==== Data to examine ====

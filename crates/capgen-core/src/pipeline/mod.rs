//! Batch captioning pipeline.
//!
//! - **discovery**: find image files in a directory
//! - **decode**: load and decode images with format detection
//! - **runner**: sequential batch orchestration with per-image isolation

pub mod decode;
pub mod discovery;
pub mod runner;

// Re-exports for convenient access
pub use decode::decode_image;
pub use discovery::{FileDiscovery, SUPPORTED_EXTENSIONS};
pub use runner::{BatchEntry, BatchResults, BatchRunner, BatchSource};
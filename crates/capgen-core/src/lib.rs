//! capgen-core — batch image-to-prompt captioning library.
//!
//! capgen takes a folder of images and generates a text prompt for each one
//! using two pretrained models: a caption generator (ViT encoder + GPT-2
//! decoder) and a CLIP image-text embedding model, both running locally via
//! ONNX Runtime. Results are written as a `desc.csv` manifest or by
//! renaming each image to its sanitized prompt.
//!
//! # Architecture
//!
//! ```text
//! Directory → Discover → Decode → Describe (caption [+ CLIP]) → CSV / Rename
//! ```
//!
//! # Usage
//!
//! ```rust,ignore
//! use capgen_core::{BatchRunner, BatchSource, Config, ModelProvider, PromptMode};
//!
//! let config = Config::load();
//! let provider = ModelProvider::load(&config)?;
//! let runner = BatchRunner::new(&provider);
//!
//! let source = BatchSource::Directory("./my_images".into());
//! let results = runner.run(&source, PromptMode::Best)?;
//! capgen_core::output::write_manifest(&results, &"./my_images/desc.csv".into())?;
//! ```

// Module declarations
pub mod config;
pub mod error;
pub mod output;
pub mod pipeline;
pub mod provider;

// Re-exports for convenient access
pub use config::Config;
pub use error::{CapgenError, ConfigError, PipelineError, PipelineResult, Result};
pub use output::{rename_all, sanitize_for_filename, write_manifest, OutputMode, RenameReport};
pub use pipeline::{BatchEntry, BatchResults, BatchRunner, BatchSource, FileDiscovery};
pub use provider::{Describer, ModelPaths, ModelProvider, PromptMode};

/// Library version.
pub const VERSION: &str = env!("CARGO_PKG_VERSION");
//! Caption model session management and greedy text generation.
//!
//! The caption model is a ViT encoder / GPT-2 style decoder pair exported to
//! ONNX. The encoder maps a preprocessed image to hidden states; the decoder
//! is run autoregressively (full sequence each step, no KV cache) with
//! greedy argmax sampling until EOS or the token budget is reached.

use std::path::Path;
use std::sync::Mutex;

use image::DynamicImage;
use ort::session::Session;
use ort::value::Value;

use crate::error::PipelineError;

use super::preprocess::{preprocess, VIT_MEAN, VIT_STD};

/// ViT encoder input resolution.
const VIT_IMAGE_SIZE: u32 = 224;

/// GPT-2 start/end token. `decoder_start_token_id` equals `eos_token_id`
/// for the vit-gpt2 export.
const BOS_TOKEN: i64 = 50256;
const EOS_TOKEN: i64 = 50256;

/// Generation budget per caption.
const MAX_TOKENS: usize = 40;

/// Wraps the encoder and decoder ONNX sessions plus the tokenizer.
pub struct Captioner {
    encoder: Mutex<Session>,
    decoder: Mutex<Session>,
    tokenizer: tokenizers::Tokenizer,
    /// Name of the encoder input tensor (detected from model metadata).
    encoder_input_name: String,
}

impl Captioner {
    /// Load the caption model from its encoder/decoder ONNX files and
    /// tokenizer config.
    pub fn load(
        encoder_path: &Path,
        decoder_path: &Path,
        tokenizer_path: &Path,
    ) -> Result<Self, PipelineError> {
        let encoder = Self::load_session(encoder_path)?;
        let decoder = Self::load_session(decoder_path)?;

        let tokenizer = tokenizers::Tokenizer::from_file(tokenizer_path).map_err(|e| {
            PipelineError::Model {
                message: format!("Failed to load tokenizer from {tokenizer_path:?}: {e}"),
            }
        })?;

        let encoder_input_name = encoder
            .inputs()
            .first()
            .map(|i| i.name().to_string())
            .unwrap_or_else(|| "pixel_values".to_string());

        tracing::debug!(
            "Loaded caption model (encoder input: {:?}, decoder inputs: {:?})",
            encoder_input_name,
            decoder
                .inputs()
                .iter()
                .map(|i| i.name())
                .collect::<Vec<_>>()
        );

        Ok(Self {
            encoder: Mutex::new(encoder),
            decoder: Mutex::new(decoder),
            tokenizer,
            encoder_input_name,
        })
    }

    fn load_session(path: &Path) -> Result<Session, PipelineError> {
        Session::builder()
            .map_err(|e| PipelineError::Model {
                message: format!("Failed to create ONNX session builder: {e}"),
            })?
            .commit_from_file(path)
            .map_err(|e| PipelineError::Model {
                message: format!("Failed to load caption model from {path:?}: {e}"),
            })
    }

    /// Generate a natural-language caption for an image.
    pub fn generate(&self, image: &DynamicImage, path: &Path) -> Result<String, PipelineError> {
        let (hidden_shape, hidden_data) = self.encode_image(image, path)?;
        let token_ids = self.decode_greedy(&hidden_shape, &hidden_data, path)?;

        let ids: Vec<u32> = token_ids.iter().map(|&t| t as u32).collect();
        let caption = self
            .tokenizer
            .decode(&ids, true)
            .map_err(|e| PipelineError::Caption {
                path: path.to_path_buf(),
                message: format!("Token decode failed: {e}"),
            })?;

        Ok(caption.trim().to_string())
    }

    /// Run the ViT encoder, returning the hidden-state shape and flat data.
    fn encode_image(
        &self,
        image: &DynamicImage,
        path: &Path,
    ) -> Result<(Vec<i64>, Vec<f32>), PipelineError> {
        let tensor = preprocess(image, VIT_IMAGE_SIZE, VIT_MEAN, VIT_STD);
        let shape: Vec<i64> = tensor.shape().iter().map(|&d| d as i64).collect();
        let flat_data: Vec<f32> = tensor.iter().copied().collect();

        let input_value =
            Value::from_array((shape, flat_data)).map_err(|e| PipelineError::Caption {
                path: path.to_path_buf(),
                message: format!("Failed to create encoder input tensor: {e}"),
            })?;

        let inputs = ort::inputs![self.encoder_input_name.as_str() => input_value];

        let mut session = self.encoder.lock().map_err(|e| PipelineError::Caption {
            path: path.to_path_buf(),
            message: format!("Encoder session lock poisoned: {e}"),
        })?;

        let outputs = session.run(inputs).map_err(|e| PipelineError::Caption {
            path: path.to_path_buf(),
            message: format!("Encoder inference failed: {e}"),
        })?;

        let hidden = outputs
            .iter()
            .find(|(name, _)| *name == "last_hidden_state")
            .or_else(|| outputs.iter().next())
            .ok_or_else(|| PipelineError::Caption {
                path: path.to_path_buf(),
                message: "Encoder produced no outputs".to_string(),
            })?;

        let (shape, data) =
            hidden
                .1
                .try_extract_tensor::<f32>()
                .map_err(|e| PipelineError::Caption {
                    path: path.to_path_buf(),
                    message: format!("Failed to extract encoder hidden states: {e}"),
                })?;

        Ok((shape.to_vec(), data.to_vec()))
    }

    /// Greedy autoregressive decode against the encoder hidden states.
    fn decode_greedy(
        &self,
        hidden_shape: &[i64],
        hidden_data: &[f32],
        path: &Path,
    ) -> Result<Vec<i64>, PipelineError> {
        let mut session = self.decoder.lock().map_err(|e| PipelineError::Caption {
            path: path.to_path_buf(),
            message: format!("Decoder session lock poisoned: {e}"),
        })?;

        let mut tokens: Vec<i64> = vec![BOS_TOKEN];

        for _ in 0..MAX_TOKENS {
            let ids_value = Value::from_array((
                vec![1i64, tokens.len() as i64],
                tokens.clone(),
            ))
            .map_err(|e| PipelineError::Caption {
                path: path.to_path_buf(),
                message: format!("Failed to create input_ids tensor: {e}"),
            })?;

            let hidden_value =
                Value::from_array((hidden_shape.to_vec(), hidden_data.to_vec())).map_err(|e| {
                    PipelineError::Caption {
                        path: path.to_path_buf(),
                        message: format!("Failed to create hidden-state tensor: {e}"),
                    }
                })?;

            let inputs = ort::inputs![
                "input_ids" => ids_value,
                "encoder_hidden_states" => hidden_value,
            ];

            let outputs = session.run(inputs).map_err(|e| PipelineError::Caption {
                path: path.to_path_buf(),
                message: format!("Decoder inference failed: {e}"),
            })?;

            let logits = outputs
                .iter()
                .find(|(name, _)| *name == "logits")
                .or_else(|| outputs.iter().next())
                .ok_or_else(|| PipelineError::Caption {
                    path: path.to_path_buf(),
                    message: "Decoder produced no outputs".to_string(),
                })?;

            let (shape, data) =
                logits
                    .1
                    .try_extract_tensor::<f32>()
                    .map_err(|e| PipelineError::Caption {
                        path: path.to_path_buf(),
                        message: format!("Failed to extract decoder logits: {e}"),
                    })?;

            // Logits are [1, seq, vocab]; sample the last position.
            if shape.len() != 3 {
                return Err(PipelineError::Caption {
                    path: path.to_path_buf(),
                    message: format!("Unexpected logits shape: {:?}", shape),
                });
            }
            let vocab = shape[2] as usize;
            let last = &data[data.len() - vocab..];
            let next = argmax(last) as i64;

            if next == EOS_TOKEN {
                break;
            }
            tokens.push(next);
        }

        // Drop the BOS token before detokenizing.
        Ok(tokens[1..].to_vec())
    }
}

/// Index of the maximum value in a non-empty slice.
fn argmax(values: &[f32]) -> usize {
    let mut best = 0;
    let mut best_val = f32::NEG_INFINITY;
    for (i, &v) in values.iter().enumerate() {
        if v > best_val {
            best_val = v;
            best = i;
        }
    }
    best
}

#[cfg(test)]
mod tests {
    use super::*;

    #[test]
    fn test_argmax_picks_largest() {
        assert_eq!(argmax(&[0.1, 3.0, -2.0, 2.9]), 1);
    }

    #[test]
    fn test_argmax_first_element() {
        assert_eq!(argmax(&[5.0, 1.0]), 0);
    }

    #[test]
    fn test_argmax_handles_negatives() {
        assert_eq!(argmax(&[-3.0, -1.5, -2.0]), 1);
    }
}
//! Logging setup for the CLI.
//!
//! Logs go to stderr; stdout is reserved for prompts and paths. The
//! configured `logging.level` seeds the filter, `--verbose` forces debug,
//! and `RUST_LOG` overrides both when set.

use capgen_core::Config;
use tracing_subscriber::{fmt, prelude::*, EnvFilter};

/// Pick the default filter directive from config and the verbosity flag.
fn level_directive(config: &Config, verbose: bool) -> &str {
    if verbose {
        "debug"
    } else {
        config.logging.level.as_str()
    }
}

/// Initialize the tracing subscriber.
///
/// Output is JSON when `--json-logs` is passed or `logging.format` is
/// `"json"`, pretty-printed otherwise.
pub fn init(config: &Config, verbose: bool, json_logs: bool) {
    let filter = EnvFilter::try_from_default_env()
        .unwrap_or_else(|_| EnvFilter::new(level_directive(config, verbose)));

    if json_logs || config.logging.format == "json" {
        tracing_subscriber::registry()
            .with(filter)
            .with(fmt::layer().json().with_writer(std::io::stderr))
            .init();
    } else {
        tracing_subscriber::registry()
            .with(filter)
            .with(
                fmt::layer()
                    .with_target(false)
                    .with_writer(std::io::stderr)
                    .with_ansi(true),
            )
            .init();
    }
}
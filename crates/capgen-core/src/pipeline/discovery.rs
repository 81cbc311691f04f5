//! File discovery for finding images in a directory.

use std::path::{Path, PathBuf};
use walkdir::WalkDir;

/// Extensions the batch runner accepts, matched case-insensitively.
pub const SUPPORTED_EXTENSIONS: &[&str] = &["jpg", "jpeg", "png", "webp"];

/// Discovers image files in a directory.
pub struct FileDiscovery;

impl FileDiscovery {
    /// Discover all supported image files at a path.
    ///
    /// If path is a file, returns it if supported. If path is a directory,
    /// lists its immediate entries (non-recursive, matching the scan the
    /// tool has always done). A missing path yields an empty list.
    pub fn discover(path: &Path) -> Vec<PathBuf> {
        if path.is_file() {
            if Self::is_supported(path) {
                return vec![path.to_path_buf()];
            }
            return vec![];
        }

        let mut files = Vec::new();

        for entry in WalkDir::new(path)
            .min_depth(1)
            .max_depth(1)
            .follow_links(true)
            .into_iter()
            .filter_map(|e| e.ok())
        {
            let entry_path = entry.path();
            if entry_path.is_file() && Self::is_supported(entry_path) {
                files.push(entry_path.to_path_buf());
            }
        }

        // Sort by name for deterministic ordering
        files.sort();
        files
    }

    /// Check if a file has a supported extension.
    pub fn is_supported(path: &Path) -> bool {
        path.extension()
            .and_then(|ext| ext.to_str())
            .map(|ext| {
                let ext_lower = ext.to_lowercase();
                SUPPORTED_EXTENSIONS.iter().any(|fmt| *fmt == ext_lower)
            })
            .unwrap_or(false)
    }
}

====

# Aim of the exercise:
The answer should be the exact lines running from the line containing "pub fn discover(path: &Path)" to the last line of the entries, with nothing else.

# Response to this task:
    pub fn discover(path: &Path) -> Vec<PathBuf> {
        if path.is_file() {
            if Self::is_supported(path) {
                return vec![path.to_path_buf()];
            }
            return vec![];
        }

        let mut files = Vec::new();

        for entry in WalkDir::new(path)
            .min_depth(1)
            .max_depth(1)
            .follow_links(true)
            .into_iter()
            .filter_map(|e| e.ok())
        {
            let entry_path = entry.path();
            if entry_path.is_file() && Self::is_supported(entry_path) {
                files.push(entry_path.to_path_buf());
            }
        }

        // Sort by name for deterministic ordering
        files.sort();
        files
    }

    /// Check if a file has a supported extension.
    pub fn is_supported(path: &Path) -> bool {
        path.extension()
            .and_then(|ext| ext.to_str())
            .map(|ext| {
                let ext_lower = ext.to_lowercase();
                SUPPORTED_EXTENSIONS.iter().any(|fmt| *fmt == ext_lower)
            })
            .unwrap_or(false)
    }
}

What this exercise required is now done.